Task objective: Scan the material for the word "String" and copy each line where it occurs.
[Opening Records for this exercise section]
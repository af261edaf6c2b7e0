use super::types::{TypeRef, VarId};
use super::NodeId;
use serde::{Deserialize, Serialize};

#[derive(Debug, Clone, PartialEq, Eq, Serialize, Deserialize)]
pub struct StmtBlock {
    /// Statements and comments in source order.
    pub stmts: Vec<NodeId>,
}

#[derive(Debug, Clone, PartialEq, Eq, Serialize, Deserialize)]
pub struct StmtLocal {
    pub var: VarId,
    pub init: Option<NodeId>,
}

/// Missing parts model incomplete code the host still hands us.
#[derive(Debug, Clone, PartialEq, Eq, Serialize, Deserialize)]
pub struct StmtIf {
    pub cond: Option<NodeId>,
    pub then_branch: Option<NodeId>,
    pub else_branch: Option<NodeId>,
}

#[derive(Debug, Clone, PartialEq, Eq, Serialize, Deserialize)]
pub struct StmtForEach {
    pub var: VarId,
    pub iterated: Option<NodeId>,
    pub body: Option<NodeId>,
}

#[derive(Debug, Clone, PartialEq, Eq, Serialize, Deserialize)]
pub struct StmtWhile {
    pub cond: NodeId,
    pub body: NodeId,
}

#[derive(Debug, Clone, PartialEq, Eq, Serialize, Deserialize)]
pub struct StmtLabeled {
    pub label: String,
    pub body: NodeId,
}

#[derive(Debug, Clone, PartialEq, Eq, Serialize, Deserialize)]
pub struct CatchClause {
    pub var: VarId,
    /// More than one type for multi-catch.
    pub types: Vec<TypeRef>,
    pub body: NodeId,
}

#[derive(Debug, Clone, PartialEq, Eq, Serialize, Deserialize)]
pub struct StmtTry {
    pub body: NodeId,
    pub catches: Vec<CatchClause>,
}

#[derive(Debug, Clone, PartialEq, Eq, Serialize, Deserialize)]
pub enum StmtKind {
    Block(StmtBlock),
    Expr(NodeId),
    Local(StmtLocal),
    If(StmtIf),
    ForEach(StmtForEach),
    While(StmtWhile),
    Labeled(StmtLabeled),
    Break(Option<String>),
    Continue(Option<String>),
    Return(Option<NodeId>),
    Throw(NodeId),
    Try(StmtTry),
    Empty,
}

impl StmtKind {
    pub fn is_loop(&self) -> bool {
        matches!(self, StmtKind::ForEach(_) | StmtKind::While(_))
    }

    pub fn as_block(&self) -> Option<&StmtBlock> {
        match self {
            StmtKind::Block(block) => Some(block),
            _ => None,
        }
    }

    pub fn as_if(&self) -> Option<&StmtIf> {
        match self {
            StmtKind::If(stmt) => Some(stmt),
            _ => None,
        }
    }

    pub fn as_for_each(&self) -> Option<&StmtForEach> {
        match self {
            StmtKind::ForEach(stmt) => Some(stmt),
            _ => None,
        }
    }

    pub(super) fn child_slots(&self) -> Vec<NodeId> {
        match self {
            StmtKind::Block(block) => block.stmts.clone(),
            StmtKind::Expr(expr) => vec![*expr],
            StmtKind::Local(local) => local.init.into_iter().collect(),
            StmtKind::If(stmt) => [stmt.cond, stmt.then_branch, stmt.else_branch]
                .into_iter()
                .flatten()
                .collect(),
            StmtKind::ForEach(stmt) => [stmt.iterated, stmt.body].into_iter().flatten().collect(),
            StmtKind::While(stmt) => vec![stmt.cond, stmt.body],
            StmtKind::Labeled(stmt) => vec![stmt.body],
            StmtKind::Return(value) => value.iter().copied().collect(),
            StmtKind::Throw(value) => vec![*value],
            StmtKind::Try(stmt) => std::iter::once(stmt.body)
                .chain(stmt.catches.iter().map(|catch| catch.body))
                .collect(),
            StmtKind::Break(_) | StmtKind::Continue(_) | StmtKind::Empty => Vec::new(),
        }
    }

    pub(super) fn child_slots_mut(&mut self) -> Vec<&mut NodeId> {
        match self {
            StmtKind::Block(block) => block.stmts.iter_mut().collect(),
            StmtKind::Expr(expr) => vec![expr],
            StmtKind::Local(local) => local.init.iter_mut().collect(),
            StmtKind::If(stmt) => stmt
                .cond
                .iter_mut()
                .chain(stmt.then_branch.iter_mut())
                .chain(stmt.else_branch.iter_mut())
                .collect(),
            StmtKind::ForEach(stmt) => stmt.iterated.iter_mut().chain(stmt.body.iter_mut()).collect(),
            StmtKind::While(stmt) => vec![&mut stmt.cond, &mut stmt.body],
            StmtKind::Labeled(stmt) => vec![&mut stmt.body],
            StmtKind::Return(value) => value.iter_mut().collect(),
            StmtKind::Throw(value) => vec![value],
            StmtKind::Try(stmt) => std::iter::once(&mut stmt.body)
                .chain(stmt.catches.iter_mut().map(|catch| &mut catch.body))
                .collect(),
            StmtKind::Break(_) | StmtKind::Continue(_) | StmtKind::Empty => Vec::new(),
        }
    }
}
[Closing Records for this exercise section]
Written response:
    pub label: String,
    Break(Option<String>),
    Continue(Option<String>),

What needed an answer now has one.